Robert Greubel grew up in Alsace and began his career in the family business, Greubel Horlogerie. He then moved to Switzerland to work for the International Watch Company (IWC), where he helped develop their Grande Complication. Three years later, he joined independent designers Renaud & Papi (later bought out by Audemars Piguet) as a prototypist for complications. He quickly rose to the position of managing director and then partner. At the turn of the century, his career took a new turn, too. In 1999, Robert Greubel began working independently and met his future partner, Stephen Forsey. Laurent Picciotto holds the latter in the same admiration: “As well as being a man of erudition, Stephen is also the kindest and most approachable person working in top watchmaking”, he says. Stephen Forsey’s career began in England: he was brought up in St Albans by his father, who was deeply interested in mechanics and engineering.

From 1987 to 1992, he specialised in restoring timepieces, becoming managing director of Watch Restoration in London. He travelled to and from Neuchâtel on numerous occasions to follow the WOSTEP watchmaking training course – until the day in 2001 when he made a one-way trip, settling down permanently in Switzerland to set up Complitime with Robert Greubel. Based in La Chaux-de-Fonds, the company produces complicated movements for major brands. Then in 2004, the two partners quit their jobs and officially registered their own brand, Greubel Forsey. “Initially, I was mostly aghast, largely due to their business model,” recalls Laurent Picciotto.

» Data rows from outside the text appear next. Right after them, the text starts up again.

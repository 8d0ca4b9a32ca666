// libs/appointment-cell/src/services/calendar.rs
use chrono::{DateTime, Datelike, Duration, NaiveDate, NaiveDateTime, NaiveTime, TimeZone, Utc};
use chrono_tz::Tz;
use tracing::warn;

use shared_config::AppConfig;

use crate::models::{hhmm, Appointment, BusinessHours, DayLimits, DaySummary, TimeRange};

/// Window used for weekdays the business never configured.
#[derive(Debug, Clone, Copy, PartialEq, Eq)]
pub struct DefaultBusinessHours {
    pub open: NaiveTime,
    pub close: NaiveTime,
}

impl Default for DefaultBusinessHours {
    fn default() -> Self {
        Self {
            open: NaiveTime::from_hms_opt(9, 0, 0).unwrap_or(NaiveTime::MIN),
            close: NaiveTime::from_hms_opt(19, 0, 0).unwrap_or(NaiveTime::MIN),
        }
    }
}

impl DefaultBusinessHours {
    pub fn from_config(config: &AppConfig) -> Self {
        let fallback = Self::default();
        let open = hhmm::parse(&config.default_open_time);
        let close = hhmm::parse(&config.default_close_time);

        match (open, close) {
            (Some(open), Some(close)) if open < close => Self { open, close },
            _ => {
                warn!(
                    "Invalid default business hours {}-{}, using 09:00-19:00",
                    config.default_open_time, config.default_close_time
                );
                fallback
            }
        }
    }
}

/// 0 = Sunday .. 6 = Saturday, matching the `business_hours.day_of_week` column.
pub fn weekday_index(date: NaiveDate) -> u8 {
    date.weekday().num_days_from_sunday() as u8
}

/// Day-indexed working hours of one business.
#[derive(Debug, Clone)]
pub struct BusinessCalendar {
    hours: [Option<BusinessHours>; 7],
    defaults: DefaultBusinessHours,
}

impl BusinessCalendar {
    pub fn new(rows: Vec<BusinessHours>, defaults: DefaultBusinessHours) -> Self {
        let mut hours: [Option<BusinessHours>; 7] = Default::default();
        for row in rows {
            match hours.get_mut(row.day_of_week as usize) {
                Some(slot) => *slot = Some(row),
                None => warn!("Ignoring business hours with day_of_week {}", row.day_of_week),
            }
        }
        Self { hours, defaults }
    }

    fn hours_for(&self, date: NaiveDate) -> Option<&BusinessHours> {
        self.hours[weekday_index(date) as usize].as_ref()
    }

    /// Unconfigured weekdays count as open with the default window.
    pub fn is_open(&self, date: NaiveDate) -> bool {
        self.hours_for(date).map(|row| row.is_open).unwrap_or(true)
    }

    pub fn day_limits(&self, date: NaiveDate) -> DayLimits {
        let (open, close) = match self.hours_for(date) {
            Some(row) => (row.open_time, row.close_time),
            None => (self.defaults.open, self.defaults.close),
        };

        DayLimits {
            open: date.and_time(open),
            close: date.and_time(close),
        }
    }

    pub fn week_overview(&self, start: NaiveDate) -> Vec<DaySummary> {
        (0..7)
            .filter_map(|offset| start.checked_add_signed(Duration::days(offset)))
            .map(|date| {
                let limits = self.day_limits(date);
                DaySummary {
                    date,
                    weekday: date.format("%A").to_string(),
                    is_open: self.is_open(date),
                    open: limits.open.time(),
                    close: limits.close.time(),
                }
            })
            .collect()
    }
}

/// Wall-clock conversions for the single timezone the business operates in.
#[derive(Debug, Clone, Copy, PartialEq)]
pub struct BusinessClock {
    tz: Tz,
}

impl BusinessClock {
    pub fn new(tz: Tz) -> Self {
        Self { tz }
    }

    pub fn from_config(config: &AppConfig) -> Self {
        match config.business_timezone.parse::<Tz>() {
            Ok(tz) => Self::new(tz),
            Err(_) => {
                warn!("Unknown BUSINESS_TIMEZONE '{}', using UTC", config.business_timezone);
                Self::new(Tz::UTC)
            }
        }
    }

    pub fn timezone(&self) -> Tz {
        self.tz
    }

    pub fn now_local(&self) -> NaiveDateTime {
        Utc::now().with_timezone(&self.tz).naive_local()
    }

    pub fn today(&self) -> NaiveDate {
        self.now_local().date()
    }

    /// `None` for wall-clock times skipped by a DST jump.
    pub fn to_utc(&self, local: NaiveDateTime) -> Option<DateTime<Utc>> {
        self.tz
            .from_local_datetime(&local)
            .earliest()
            .map(|instant| instant.with_timezone(&Utc))
    }

    pub fn to_local(&self, instant: DateTime<Utc>) -> NaiveDateTime {
        instant.with_timezone(&self.tz).naive_local()
    }

    /// UTC bounds of the local calendar day `[00:00, next 00:00)`. `None` at
    /// the edge of the representable calendar.
    pub fn day_window(&self, date: NaiveDate) -> Option<(DateTime<Utc>, DateTime<Utc>)> {
        let next = date.succ_opt()?;
        let start = self.to_utc(date.and_time(NaiveTime::MIN))?;
        let end = self.to_utc(next.and_time(NaiveTime::MIN))?;
        Some((start, end))
    }

    pub fn local_range(&self, appointment: &Appointment) -> TimeRange {
        TimeRange::new(
            self.to_local(appointment.start_time),
            self.to_local(appointment.end_time),
        )
    }
}

#[cfg(test)]
mod tests {
    use super::*;
    use uuid::Uuid;

    fn time(hour: u32, minute: u32) -> NaiveTime {
        NaiveTime::from_hms_opt(hour, minute, 0).unwrap()
    }

    fn hours(day: u8, open: NaiveTime, close: NaiveTime, is_open: bool) -> BusinessHours {
        BusinessHours {
            business_id: Uuid::nil(),
            day_of_week: day,
            is_open,
            open_time: open,
            close_time: close,
        }
    }

    // 2025-03-09 is a Sunday.
    fn sunday() -> NaiveDate {
        NaiveDate::from_ymd_opt(2025, 3, 9).unwrap()
    }

    #[test]
    fn test_configured_day_uses_its_window() {
        let calendar = BusinessCalendar::new(
            vec![hours(1, time(8, 0), time(12, 0), true)],
            DefaultBusinessHours::default(),
        );
        let monday = sunday() + Duration::days(1);

        let limits = calendar.day_limits(monday);
        assert_eq!(limits.open, monday.and_time(time(8, 0)));
        assert_eq!(limits.close, monday.and_time(time(12, 0)));
        assert!(calendar.is_open(monday));
    }

    #[test]
    fn test_unconfigured_day_falls_back_to_defaults() {
        let calendar = BusinessCalendar::new(vec![], DefaultBusinessHours::default());
        let limits = calendar.day_limits(sunday());

        assert_eq!(limits.open.time(), time(9, 0));
        assert_eq!(limits.close.time(), time(19, 0));
        assert!(calendar.is_open(sunday()));
    }

    #[test]
    fn test_closed_day_still_reports_limits() {
        let calendar = BusinessCalendar::new(
            vec![hours(0, time(10, 0), time(14, 0), false)],
            DefaultBusinessHours::default(),
        );

        assert!(!calendar.is_open(sunday()));
        assert_eq!(calendar.day_limits(sunday()).open.time(), time(10, 0));
    }

    #[test]
    fn test_week_overview_marks_closed_days() {
        let calendar = BusinessCalendar::new(
            vec![hours(0, time(9, 0), time(13, 0), false)],
            DefaultBusinessHours::default(),
        );
        let week = calendar.week_overview(sunday());

        assert_eq!(week.len(), 7);
        assert_eq!(week[0].weekday, "Sunday");
        assert!(!week[0].is_open);
        assert!(week[1..].iter().all(|day| day.is_open));
    }

    #[test]
    fn test_clock_round_trips_local_time() {
        let clock = BusinessClock::new(chrono_tz::America::Sao_Paulo);
        let local = sunday().and_time(time(10, 0));
        let instant = clock.to_utc(local).unwrap();

        // Sao Paulo has been UTC-3 year-round since 2019.
        assert_eq!(instant, Utc.with_ymd_and_hms(2025, 3, 9, 13, 0, 0).unwrap());
        assert_eq!(clock.to_local(instant), local);

        let (start, end) = clock.day_window(sunday()).unwrap();
        assert_eq!(end - start, Duration::hours(24));
    }

    #[test]
    fn test_last_representable_day_has_no_window() {
        let clock = BusinessClock::new(chrono_tz::America::Sao_Paulo);
        assert!(clock.day_window(NaiveDate::MAX).is_none());

        let calendar = BusinessCalendar::new(vec![], DefaultBusinessHours::default());
        let week = calendar.week_overview(NaiveDate::MAX);
        assert_eq!(week.len(), 1);
        assert_eq!(week[0].date, NaiveDate::MAX);
    }

    #[test]
    fn test_invalid_default_hours_fall_back() {
        let mut config = shared_utils::test_utils::TestConfig::default().to_app_config();
        config.default_open_time = "20:00".to_string();
        config.default_close_time = "08:00".to_string();
        assert_eq!(DefaultBusinessHours::from_config(&config), DefaultBusinessHours::default());
    }
}
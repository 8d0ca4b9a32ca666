// libs/agent-cell/src/handlers.rs
use std::sync::Arc;

use axum::{
    extract::{Path, State},
    Json,
};
use serde_json::{json, Value};
use uuid::Uuid;

use shared_models::error::AppError;

use crate::models::{AgentReply, ChatRequest, Role};
use crate::state::AgentState;

/// Runs a single tool by name, for integrations that drive the model themselves.
#[axum::debug_handler]
pub async fn dispatch_tool(
    State(state): State<Arc<AgentState>>,
    Path((business_id, name)): Path<(Uuid, String)>,
    Json(arguments): Json<Value>,
) -> Result<Json<Value>, AppError> {
    let result = state.agent.tools().dispatch(business_id, &name, &arguments).await?;

    Ok(Json(json!({
        "tool": name,
        "result": result
    })))
}

#[axum::debug_handler]
pub async fn chat(
    State(state): State<Arc<AgentState>>,
    Path(business_id): Path<Uuid>,
    Json(request): Json<ChatRequest>,
) -> Result<Json<AgentReply>, AppError> {
    if !request.messages.iter().any(|message| message.role == Role::User) {
        return Err(AppError::BadRequest("Conversation has no user message".to_string()));
    }

    let reply = state.agent.respond(business_id, request.messages).await?;

    Ok(Json(reply))
}
use std::env;
use std::str::FromStr;
use tracing::warn;

#[derive(Debug, Clone)]
pub struct AppConfig {
    pub supabase_url: String,
    pub supabase_anon_key: String,
    pub supabase_jwt_secret: String,
    /// IANA zone the business operates in. One business, one timezone.
    pub business_timezone: String,
    pub default_open_time: String,
    pub default_close_time: String,
    pub booking_slot_interval_minutes: u32,
    pub calendar_slot_interval_minutes: u32,
    pub default_phone_country_code: String,
    pub notification_webhook_url: Option<String>,
    pub notification_timeout_secs: u64,
    pub redis_url: Option<String>,
    pub openai_api_key: String,
    pub openai_model: String,
    pub openai_base_url: String,
    pub agent_history_window: usize,
    pub agent_max_tool_rounds: usize,
    pub port: u16,
}

impl AppConfig {
    pub fn from_env() -> Self {
        let config = Self {
            supabase_url: env::var("SUPABASE_URL")
                .unwrap_or_else(|_| {
                    warn!("SUPABASE_URL not set, using empty value");
                    String::new()
                }),
            supabase_anon_key: env::var("SUPABASE_ANON_PUBLIC_KEY")
                .unwrap_or_else(|_| {
                    warn!("SUPABASE_ANON_PUBLIC_KEY not set, using empty value");
                    String::new()
                }),
            supabase_jwt_secret: env::var("SUPABASE_JWT_SECRET")
                .unwrap_or_else(|_| {
                    warn!("SUPABASE_JWT_SECRET not set, using empty value");
                    String::new()
                }),
            business_timezone: env_or("BUSINESS_TIMEZONE", "America/Sao_Paulo"),
            default_open_time: env_or("DEFAULT_OPEN_TIME", "09:00"),
            default_close_time: env_or("DEFAULT_CLOSE_TIME", "19:00"),
            booking_slot_interval_minutes: env_parse("BOOKING_SLOT_INTERVAL_MINUTES", 30),
            calendar_slot_interval_minutes: env_parse("CALENDAR_SLOT_INTERVAL_MINUTES", 15),
            default_phone_country_code: env_or("DEFAULT_PHONE_COUNTRY_CODE", "55"),
            notification_webhook_url: env::var("NOTIFICATION_WEBHOOK_URL")
                .ok()
                .filter(|url| !url.is_empty()),
            notification_timeout_secs: env_parse("NOTIFICATION_TIMEOUT_SECS", 5),
            redis_url: env::var("REDIS_URL").ok().filter(|url| !url.is_empty()),
            openai_api_key: env::var("OPENAI_API_KEY")
                .unwrap_or_else(|_| {
                    warn!("OPENAI_API_KEY not set, agent chat will be unavailable");
                    String::new()
                }),
            openai_model: env_or("OPENAI_MODEL", "gpt-4o-mini"),
            openai_base_url: env_or("OPENAI_BASE_URL", "https://api.openai.com/v1"),
            agent_history_window: env_parse("AGENT_HISTORY_WINDOW", 20),
            agent_max_tool_rounds: env_parse("AGENT_MAX_TOOL_ROUNDS", 5),
            port: env_parse("PORT", 3000),
        };

        if !config.is_configured() {
            warn!("Supabase not configured - falling back to in-memory booking store");
        }

        config
    }

    pub fn is_configured(&self) -> bool {
        !self.supabase_url.is_empty()
            && !self.supabase_anon_key.is_empty()
            && !self.supabase_jwt_secret.is_empty()
    }

    pub fn is_agent_configured(&self) -> bool {
        !self.openai_api_key.is_empty() && !self.openai_base_url.is_empty()
    }
}

fn env_or(key: &str, default: &str) -> String {
    env::var(key)
        .ok()
        .filter(|value| !value.is_empty())
        .unwrap_or_else(|| default.to_string())
}

fn env_parse<T>(key: &str, default: T) -> T
where
    T: FromStr + std::fmt::Display + Copy,
{
    match env::var(key) {
        Ok(raw) => raw.trim().parse().unwrap_or_else(|_| {
            warn!("{} has invalid value '{}', using default {}", key, raw, default);
            default
        }),
        Err(_) => default,
    }
}

#[cfg(test)]
mod tests {
    use super::*;

    #[test]
    fn test_env_parse_falls_back_on_garbage() {
        env::set_var("SHARED_CONFIG_TEST_INTERVAL", "not-a-number");
        let value: u32 = env_parse("SHARED_CONFIG_TEST_INTERVAL", 30);
        assert_eq!(value, 30);

        env::set_var("SHARED_CONFIG_TEST_INTERVAL", " 45 ");
        let value: u32 = env_parse("SHARED_CONFIG_TEST_INTERVAL", 30);
        assert_eq!(value, 45);
        env::remove_var("SHARED_CONFIG_TEST_INTERVAL");
    }

    #[test]
    fn test_env_or_ignores_empty_values() {
        env::set_var("SHARED_CONFIG_TEST_ZONE", "");
        assert_eq!(env_or("SHARED_CONFIG_TEST_ZONE", "UTC"), "UTC");
        env::remove_var("SHARED_CONFIG_TEST_ZONE");
    }
}
#[cfg(test)]
mod tests {
    use super::*;
    use chrono::{Duration, TimeZone};

    fn new_appointment(business_id: Uuid, professional_id: Uuid, hour: u32, minutes: i64) -> NewAppointment {
        let start = Utc.with_ymd_and_hms(2025, 3, 10, hour, 0, 0).unwrap();
        NewAppointment {
            business_id,
            professional_id,
            service_id: Uuid::new_v4(),
            client_id: Uuid::new_v4(),
            start_time: start,
            end_time: start + Duration::minutes(minutes),
            status: AppointmentStatus::Scheduled,
            notes: None,
        }
    }

    #[tokio::test]
    async fn test_insert_rejects_overlap_for_same_professional() {
        let store = MemoryBookingStore::new();
        let business = Uuid::new_v4();
        let professional = Uuid::new_v4();

        store.insert_appointment(new_appointment(business, professional, 10, 60)).await.unwrap();

        let result = store.insert_appointment(new_appointment(business, professional, 10, 30)).await;
        assert_eq!(result.unwrap_err(), StoreError::Conflict);

        // Another professional is free at the same time.
        assert!(store.insert_appointment(new_appointment(business, Uuid::new_v4(), 10, 30)).await.is_ok());
        // Back-to-back is fine.
        assert!(store.insert_appointment(new_appointment(business, professional, 11, 30)).await.is_ok());
    }

    #[tokio::test]
    async fn test_duplicate_client_phone_is_distinct_from_slot_conflict() {
        let store = MemoryBookingStore::new();
        let business = Uuid::new_v4();
        let client = || NewClient {
            business_id: business,
            name: "Carla Dias".to_string(),
            phone: "5511987654321".to_string(),
        };

        store.insert_client(client()).await.unwrap();
        assert!(matches!(store.insert_client(client()).await, Err(StoreError::Duplicate(_))));

        // Same phone in another business is a different client.
        let mut elsewhere = client();
        elsewhere.business_id = Uuid::new_v4();
        assert!(store.insert_client(elsewhere).await.is_ok());
    }

    #[tokio::test]
    async fn test_cancelled_rows_free_the_slot() {
        let store = MemoryBookingStore::new();
        let business = Uuid::new_v4();
        let professional = Uuid::new_v4();

        let first = store.insert_appointment(new_appointment(business, professional, 10, 30)).await.unwrap();
        store
            .update_appointment_status(business, first.id, AppointmentStatus::Cancelled)
            .await
            .unwrap();

        assert!(store.insert_appointment(new_appointment(business, professional, 10, 30)).await.is_ok());
    }

    #[tokio::test]
    async fn test_reschedule_ignores_itself_but_not_others() {
        let store = MemoryBookingStore::new();
        let business = Uuid::new_v4();
        let professional = Uuid::new_v4();

        let moving = store.insert_appointment(new_appointment(business, professional, 10, 60)).await.unwrap();
        store.insert_appointment(new_appointment(business, professional, 12, 60)).await.unwrap();

        let shifted = moving.start_time + Duration::minutes(30);
        let updated = store
            .reschedule_appointment(business, moving.id, shifted, shifted + Duration::minutes(60))
            .await
            .unwrap();
        assert_eq!(updated.start_time, shifted);

        let clash = moving.start_time + Duration::hours(2);
        let result = store
            .reschedule_appointment(business, moving.id, clash, clash + Duration::minutes(60))
            .await;
        assert_eq!(result.unwrap_err(), StoreError::Conflict);
    }

    #[tokio::test]
    async fn test_like_lookup_folds_accents() {
        let store = MemoryBookingStore::new();
        let business = Uuid::new_v4();
        store.add_professional(business, "João Silva").await;
        store.add_professional(business, "Maria").await;

        let found = store.find_professionals_like(business, "joao").await.unwrap();
        assert_eq!(found.len(), 1);
        assert_eq!(found[0].name, "João Silva");
    }
}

“Commercial strategy was the least of their worries; they were focused on doing extremely complex work in order to produce a tiny number of items... It was crazy!” Right from the start of that year’s BaselWorld, the brand’s degree of technical complexity made an impact. The very first timepiece was none other than a Double Tourbillon 30°. The brand’s DNA was already visible – a core business focusing on the tourbillon, with one hundred percent hand finishing to the highest standards of haute horlogerie. Stephen Forsey later explained that an item such as the Tourbillon 24 seconds requires 350 hours of work on finishings.

Harry Winston soon spotted the brand’s potential. As early as 2006, the firm entrusted them with the production of its Opus 6. From then on, Greubel Forsey continued to push back the boundaries of top watchmaking in a constant quest for precision, presenting outstanding items such as the Tourbillon 24 Seconds Incline and the Differential Quadruple Tourbillon. Such an unusual brand was bound to find its place in the Chronopassion collections: “Over time, Greubel Forsey has successfully made its mark with timepieces that ultimately, are self-evident for everybody. Stephen and Robert really are on a quest – they’re obsessed! Their fascination with mechanics is contagious. There’s a sense of “pure research” in their items. At the end of the day, you’re never sure of fully understanding a Greubel Forsey. That’s what makes them so special.”